Could you filter the records below down to the lines that include the word "TraceLayer"?
(Task inputs)
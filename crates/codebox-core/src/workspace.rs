//! Per-request scratch directories
//!
//! A `Workspace` owns a `tempfile::TempDir`; the directory and everything the
//! sandbox wrote into it are removed when the value is dropped, on every exit
//! path of the caller. `close` does the same but reports failures, which the
//! drop guard cannot.

use crate::errors::CodeboxError;
use crate::request::ExecutionRequest;
use std::path::{Path, PathBuf};
use tempfile::{Builder, TempDir};
use tokio::fs;
use tokio::io::AsyncWriteExt;
use uuid::Uuid;

pub const WORKSPACE_PREFIX: &str = "codebox-";

/// Staged source for exactly one request.
#[derive(Debug)]
pub struct Workspace {
    dir: TempDir,
    source_path: PathBuf,
    request_id: Uuid,
    owner: Option<String>,
}

impl Workspace {
    pub fn root_path(&self) -> &Path {
        self.dir.path()
    }

    pub fn source_path(&self) -> &Path {
        &self.source_path
    }

    pub fn request_id(&self) -> Uuid {
        self.request_id
    }

    /// `uid:gid` owning the directory. The sandbox runs as this user so that
    /// anything it creates can be removed afterwards.
    pub fn owner(&self) -> Option<String> {
        self.owner.clone()
    }

    /// Remove the directory now.
    pub fn close(self) -> Result<(), CodeboxError> {
        let path = self.dir.path().to_path_buf();
        self.dir.close().map_err(|e| {
            CodeboxError::staging(format!(
                "Failed to remove workspace {}: {}",
                path.display(),
                e
            ))
        })
    }

    /// Host side of the bind mount. Docker bind specs are plain strings.
    pub fn host_path_str(&self) -> Result<&str, CodeboxError> {
        self.dir
            .path()
            .to_str()
            .ok_or_else(|| CodeboxError::staging("Workspace path is not valid UTF-8"))
    }
}

/// Allocates workspaces under one parent directory.
#[derive(Debug, Clone)]
pub struct WorkspaceManager {
    parent_dir: PathBuf,
    file_name: String,
}

impl WorkspaceManager {
    pub fn new(parent_dir: Option<PathBuf>, file_name: impl Into<String>) -> Self {
        Self {
            parent_dir: parent_dir.unwrap_or_else(std::env::temp_dir),
            file_name: file_name.into(),
        }
    }

    pub async fn stage(&self, request: &ExecutionRequest) -> Result<Workspace, CodeboxError> {
        fs::create_dir_all(&self.parent_dir).await.map_err(|e| {
            CodeboxError::staging(format!(
                "Failed to create workspace parent {}: {}",
                self.parent_dir.display(),
                e
            ))
        })?;

        let dir = Builder::new()
            .prefix(&format!("{}{}-", WORKSPACE_PREFIX, request.short_id()))
            .tempdir_in(&self.parent_dir)
            .map_err(|e| CodeboxError::staging(format!("Failed to create workspace: {}", e)))?;

        // From here on `dir` is dropped (and removed) if any step fails.
        let source_path = dir.path().join(&self.file_name);
        let mut file = fs::File::create(&source_path).await.map_err(|e| {
            CodeboxError::staging(format!("Failed to create {}: {}", source_path.display(), e))
        })?;
        file.write_all(request.source_text().as_bytes())
            .await
            .map_err(|e| CodeboxError::staging(format!("Failed to write source: {}", e)))?;
        file.flush()
            .await
            .map_err(|e| CodeboxError::staging(format!("Failed to flush source: {}", e)))?;

        // Rootless engines may map the container user to another host uid.
        #[cfg(unix)]
        let owner = {
            use std::os::unix::fs::{MetadataExt, PermissionsExt};
            fs::set_permissions(dir.path(), std::fs::Permissions::from_mode(0o777))
                .await
                .map_err(|e| CodeboxError::staging(format!("Failed to open up workspace: {}", e)))?;
            fs::set_permissions(&source_path, std::fs::Permissions::from_mode(0o644))
                .await
                .map_err(|e| CodeboxError::staging(format!("Failed to open up source: {}", e)))?;
            let meta = fs::metadata(dir.path())
                .await
                .map_err(|e| CodeboxError::staging(format!("Failed to inspect workspace: {}", e)))?;
            Some(format!("{}:{}", meta.uid(), meta.gid()))
        };
        #[cfg(not(unix))]
        let owner = None;

        log::debug!(
            "Staged request {} into {}",
            request.id(),
            dir.path().display()
        );

        Ok(Workspace {
            dir,
            source_path,
            request_id: request.id(),
            owner,
        })
    }
}
//! HTTP front end for sandboxed code execution
//!
//! An editor widget posts the user's source to `/run` and renders the returned
//! `ExecutionResult`. Each request gets its own workspace and container; the
//! server keeps no state between them.

pub mod error;

pub use error::{Result, ServerError};

use axum::extract::{DefaultBodyLimit, Json as AxumJson, State};
use axum::http::StatusCode;
use axum::response::Json;
use axum::routing::{get, options, post};
use axum::{middleware, Router};
use codebox_core::{CodeRunner, CodeboxError, ExecutionResult, ServerSettings};
use serde::{Deserialize, Serialize};
use serde_json::json;
use std::net::SocketAddr;
use tokio::net::TcpListener;
use tower_http::cors::CorsLayer;
use tower_http::trace::TraceLayer;

/// Health check response.
#[derive(Serialize)]
pub struct HealthResponse {
    pub status: String,
    pub timestamp: chrono::DateTime<chrono::Utc>,
    pub version: String,
    pub engine: String,
}

/// Body of `POST /run`.
#[derive(Debug, Deserialize)]
pub struct RunRequestBody {
    #[serde(alias = "code")]
    pub source: String,
}

/// Configuration for the HTTP server.
#[derive(Debug, Clone)]
pub struct ServerConfig {
    /// Server bind address
    pub bind_addr: SocketAddr,
    /// Enable permissive CORS, for editor widgets served from another origin
    pub enable_cors: bool,
    /// Maximum request body size in bytes
    pub max_body_size: usize,
}

impl Default for ServerConfig {
    fn default() -> Self {
        Self {
            bind_addr: SocketAddr::from(([127, 0, 0, 1], 3001)),
            enable_cors: true,
            max_body_size: 2 * 1024 * 1024,
        }
    }
}

impl ServerConfig {
    /// Build from the `server` section of the codebox configuration.
    pub fn from_settings(settings: &ServerSettings) -> Result<Self> {
        Ok(Self::default()
            .with_bind_addr_str(&settings.bind_addr)?
            .with_cors(settings.enable_cors)
            .with_max_body_size(settings.max_body_bytes))
    }

    /// Parse and set the bind address from a string.
    pub fn with_bind_addr_str(mut self, addr: &str) -> Result<Self> {
        self.bind_addr = addr
            .parse()
            .map_err(|e| ServerError::config_error(format!("Invalid bind address '{}': {}", addr, e)))?;
        Ok(self)
    }

    /// Enable or disable CORS.
    pub fn with_cors(mut self, enable: bool) -> Self {
        self.enable_cors = enable;
        self
    }

    /// Set maximum request body size.
    pub fn with_max_body_size(mut self, size: usize) -> Self {
        self.max_body_size = size;
        self
    }
}

type ErrorResponse = (StatusCode, Json<serde_json::Value>);

fn error_response(status: StatusCode, error: &str, details: String) -> ErrorResponse {
    (
        status,
        Json(json!({
            "error": error,
            "details": details,
            "timestamp": chrono::Utc::now()
        })),
    )
}

/// The server itself is up either way; `degraded` means runs will come back
/// as infrastructure errors until the engine is reachable again.
async fn health_handler(State(runner): State<CodeRunner>) -> Json<HealthResponse> {
    let (status, engine) = match runner.sandbox().health_check().await {
        Ok(()) => ("healthy", "reachable"),
        Err(e) => {
            log::warn!("Health check: engine unreachable: {}", e);
            ("degraded", "unreachable")
        }
    };
    Json(HealthResponse {
        status: status.to_string(),
        timestamp: chrono::Utc::now(),
        version: env!("CARGO_PKG_VERSION").to_string(),
        engine: engine.to_string(),
    })
}

/// Handler for the /run POST endpoint.
async fn run_handler(
    State(runner): State<CodeRunner>,
    AxumJson(body): AxumJson<RunRequestBody>,
) -> std::result::Result<Json<ExecutionResult>, ErrorResponse> {
    // Detached so a client disconnect cannot abandon a running sandbox half way.
    let task = tokio::spawn(async move { runner.run_request(&body.source).await });

    match task.await {
        Ok(Ok(result)) => Ok(Json(result)),
        Ok(Err(CodeboxError::Validation(msg))) => {
            log::debug!("Rejected request: {}", msg);
            Err(error_response(StatusCode::BAD_REQUEST, "Invalid input", msg))
        }
        Ok(Err(e)) => {
            log::error!("Request failed before execution: {}", e);
            Err(error_response(
                StatusCode::INTERNAL_SERVER_ERROR,
                "Execution could not be prepared",
                e.to_string(),
            ))
        }
        Err(e) => {
            log::error!("Execution task failed: {}", e);
            Err(error_response(
                StatusCode::INTERNAL_SERVER_ERROR,
                "Execution task failed",
                e.to_string(),
            ))
        }
    }
}

/// The codebox HTTP server.
pub struct CodeboxServer {
    runner: CodeRunner,
    config: ServerConfig,
}

impl CodeboxServer {
    /// Create a new server with the given runner and default configuration.
    pub fn new(runner: CodeRunner) -> Self {
        Self {
            runner,
            config: ServerConfig::default(),
        }
    }

    /// Create a new server with custom configuration.
    pub fn with_config(runner: CodeRunner, config: ServerConfig) -> Self {
        Self { runner, config }
    }

    /// Build the Axum router with all routes and middleware.
    pub fn build_router(&self) -> Router {
        let mut router = Router::new()
            .route("/health", get(health_handler))
            .route("/run", post(run_handler))
            // CORS preflight
            .route("/run", options(|| async { StatusCode::OK }))
            .layer(DefaultBodyLimit::max(self.config.max_body_size))
            .with_state(self.runner.clone());

        router = router.layer(middleware::from_fn(
            |request: axum::http::Request<axum::body::Body>,
             next: axum::middleware::Next| async move {
                let request_id = uuid::Uuid::new_v4().to_string();
                let method = request.method().clone();
                let uri = request.uri().clone();

                if uri.path() == "/health" {
                    log::debug!("Request {} {} {}", request_id, method, uri);
                } else {
                    log::info!("Request {} {} {}", request_id, method, uri);
                }

                let start = std::time::Instant::now();
                let response = next.run(request).await;
                log::debug!(
                    "Response {} {} in {:?}",
                    request_id,
                    response.status(),
                    start.elapsed()
                );
                response
            },
        ));

        router = router.layer(TraceLayer::new_for_http());

        if self.config.enable_cors {
            router = router.layer(CorsLayer::permissive());
        }

        router
    }

    /// Start the server and run until `shutdown_signal` resolves.
    pub async fn serve_with_shutdown<F>(self, shutdown_signal: F) -> Result<()>
    where
        F: std::future::Future<Output = ()> + Send + 'static,
    {
        let router = self.build_router();
        let listener = TcpListener::bind(self.config.bind_addr)
            .await
            .map_err(|e| {
                ServerError::config_error(format!(
                    "Failed to bind to {}: {}",
                    self.config.bind_addr, e
                ))
            })?;

        log::info!("codebox server starting on {}", self.config.bind_addr);
        log::info!("Health check: http://{}/health", self.config.bind_addr);
        log::info!("Run endpoint: http://{}/run", self.config.bind_addr);

        axum::serve(listener, router)
            .with_graceful_shutdown(shutdown_signal)
            .await
            .map_err(|e| ServerError::internal(format!("Server error: {}", e)))?;

        log::info!("codebox server shut down gracefully");
        Ok(())
    }
}

/// Utility function to create a shutdown signal from Ctrl+C.
pub async fn shutdown_signal() {
    let ctrl_c = async {
        if let Err(e) = tokio::signal::ctrl_c().await {
            log::error!("Failed to install Ctrl+C handler: {}", e);
            std::future::pending::<()>().await;
        }
    };

    #[cfg(unix)]
    let terminate = async {
        match tokio::signal::unix::signal(tokio::signal::unix::SignalKind::terminate()) {
            Ok(mut signal) => {
                signal.recv().await;
            }
            Err(e) => {
                log::error!("Failed to install SIGTERM handler: {}", e);
                std::future::pending::<()>().await;
            }
        }
    };

    #[cfg(not(unix))]
    let terminate = std::future::pending::<()>();

    tokio::select! {
        _ = ctrl_c => {
            log::info!("Received Ctrl+C, shutting down...");
        },
        _ = terminate => {
            log::info!("Received SIGTERM, shutting down...");
        },
    }
}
(End Task inputs)
■ **Result**:
use tower_http::trace::TraceLayer;
        router = router.layer(TraceLayer::new_for_http());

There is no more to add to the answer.